Requirement: Within the entries below, find the portion that opens with the line containing "let mut reader" and closes with the line containing "Err(e) => return". Retype that portion exactly and only.

Records for this task:
= = = =

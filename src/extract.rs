//! Best-effort plain-text extraction for uploaded documents.
//!
//! Uploads carry a format hint (file extension or MIME type); this module
//! turns the raw bytes into UTF-8 text or fails. Unrecognized hints fail
//! with [`QaError::UnsupportedFormat`]; recognized formats whose bytes
//! cannot be parsed abort the upload with an external-capability error.

use std::io::Read;

use crate::error::QaError;

pub const MIME_PDF: &str = "application/pdf";
pub const MIME_DOCX: &str =
    "application/vnd.openxmlformats-officedocument.wordprocessingml.document";

/// Maximum decompressed bytes to read from a DOCX ZIP entry (zip-bomb
/// protection).
const MAX_XML_ENTRY_BYTES: u64 = 50 * 1024 * 1024;

/// Extract plain text from `bytes` according to `format_hint`.
///
/// Recognized hints (case-insensitive): `pdf`, `docx`, `txt`, `md`,
/// `markdown`, and the equivalent MIME types.
pub fn extract_text(bytes: &[u8], format_hint: &str) -> Result<String, QaError> {
    match format_hint.to_ascii_lowercase().as_str() {
        "pdf" | MIME_PDF => extract_pdf(bytes),
        "docx" | MIME_DOCX => extract_docx(bytes),
        "txt" | "text/plain" | "md" | "markdown" | "text/markdown" => {
            Ok(String::from_utf8_lossy(bytes).into_owned())
        }
        other => Err(QaError::UnsupportedFormat(other.to_string())),
    }
}

fn extract_pdf(bytes: &[u8]) -> Result<String, QaError> {
    pdf_extract::extract_text_from_mem(bytes)
        .map_err(|e| QaError::ExternalCapability(format!("PDF extraction failed: {}", e)))
}

fn extract_docx(bytes: &[u8]) -> Result<String, QaError> {
    let ooxml_err = |e: String| QaError::ExternalCapability(format!("DOCX extraction failed: {}", e));

    let mut archive = zip::ZipArchive::new(std::io::Cursor::new(bytes))
        .map_err(|e| ooxml_err(e.to_string()))?;

    let mut doc_xml = Vec::new();
    let mut found = false;
    for i in 0..archive.len() {
        let entry = archive.by_index(i).map_err(|e| ooxml_err(e.to_string()))?;
        if entry.name() == "word/document.xml" {
            entry
                .take(MAX_XML_ENTRY_BYTES)
                .read_to_end(&mut doc_xml)
                .map_err(|e| ooxml_err(e.to_string()))?;
            if doc_xml.len() as u64 >= MAX_XML_ENTRY_BYTES {
                return Err(ooxml_err("word/document.xml exceeds size limit".to_string()));
            }
            found = true;
            break;
        }
    }
    if !found {
        return Err(ooxml_err("word/document.xml not found".to_string()));
    }

    extract_w_t_elements(&doc_xml).map_err(ooxml_err)
}

/// Collect the text of every `<w:t>` run in a WordprocessingML body.
fn extract_w_t_elements(xml: &[u8]) -> Result<String, String> {
    use quick_xml::events::Event;

    let mut out = String::new();
    let mut reader = quick_xml::Reader::from_reader(xml);
    let mut buf = Vec::new();
    let mut in_text_run = false;
    loop {
        match reader.read_event_into(&mut buf) {
            Ok(Event::Start(e)) if e.local_name().as_ref() == b"t" => in_text_run = true,
            Ok(Event::End(e)) if e.local_name().as_ref() == b"t" => in_text_run = false,
            Ok(Event::Text(te)) if in_text_run => {
                out.push_str(te.unescape().unwrap_or_default().as_ref());
                out.push(' ');
            }
            Ok(Event::Eof) => break,
            Err(e) => return Err(e.to_string()),
            _ => {}
        }
        buf.clear();
    }
    Ok(out.trim_end().to_string())
}

#[cfg(test)]
mod tests {
    use super::*;

    #[test]
    fn unrecognized_hint_is_unsupported_format() {
        let err = extract_text(b"foo", "epub").unwrap_err();
        assert!(matches!(err, QaError::UnsupportedFormat(_)));
    }

    #[test]
    fn plain_text_passes_through() {
        let text = extract_text(b"hello world", "txt").unwrap();
        assert_eq!(text, "hello world");
    }

    #[test]
    fn markdown_passes_through() {
        let text = extract_text("# Title\n\nBody".as_bytes(), "md").unwrap();
        assert!(text.contains("# Title"));
    }

    #[test]
    fn hint_matching_is_case_insensitive() {
        assert!(extract_text(b"x", "TXT").is_ok());
        assert!(extract_text(b"x", "Md").is_ok());
    }

    #[test]
    fn mime_hints_are_accepted() {
        assert!(extract_text(b"x", "text/plain").is_ok());
        let err = extract_text(b"not a zip", MIME_DOCX).unwrap_err();
        assert!(matches!(err, QaError::ExternalCapability(_)));
    }

    fn docx_bytes(document_xml: &str) -> Vec<u8> {
        use std::io::Write;
        let mut cursor = std::io::Cursor::new(Vec::new());
        {
            let mut writer = zip::ZipWriter::new(&mut cursor);
            let options = zip::write::SimpleFileOptions::default();
            writer.start_file("word/document.xml", options).unwrap();
            writer.write_all(document_xml.as_bytes()).unwrap();
            writer.finish().unwrap();
        }
        cursor.into_inner()
    }

    #[test]
    fn docx_text_runs_are_extracted() {
        let xml = r#"<?xml version="1.0"?>
            <w:document xmlns:w="http://schemas.openxmlformats.org/wordprocessingml/2006/main">
              <w:body>
                <w:p><w:r><w:t>Hello</w:t></w:r><w:r><w:t>world</w:t></w:r></w:p>
              </w:body>
            </w:document>"#;
        let text = extract_text(&docx_bytes(xml), "docx").unwrap();
        assert_eq!(text, "Hello world");
    }

    #[test]
    fn docx_without_document_xml_fails() {
        use std::io::Write;
        let mut cursor = std::io::Cursor::new(Vec::new());
        {
            let mut writer = zip::ZipWriter::new(&mut cursor);
            let options = zip::write::SimpleFileOptions::default();
            writer.start_file("word/other.xml", options).unwrap();
            writer.write_all(b"<x/>").unwrap();
            writer.finish().unwrap();
        }
        let err = extract_text(&cursor.into_inner(), "docx").unwrap_err();
        assert!(matches!(err, QaError::ExternalCapability(_)));
    }

    #[test]
    fn invalid_pdf_bytes_fail() {
        let err = extract_text(b"not a pdf", "pdf").unwrap_err();
        assert!(matches!(err, QaError::ExternalCapability(_)));
    }
}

= = = =

Your response:
    let mut reader = quick_xml::Reader::from_reader(xml);
    let mut buf = Vec::new();
    let mut in_text_run = false;
    loop {
        match reader.read_event_into(&mut buf) {
            Ok(Event::Start(e)) if e.local_name().as_ref() == b"t" => in_text_run = true,
            Ok(Event::End(e)) if e.local_name().as_ref() == b"t" => in_text_run = false,
            Ok(Event::Text(te)) if in_text_run => {
                out.push_str(te.unescape().unwrap_or_default().as_ref());
                out.push(' ');
            }
            Ok(Event::Eof) => break,
            Err(e) => return Err(e.to_string()),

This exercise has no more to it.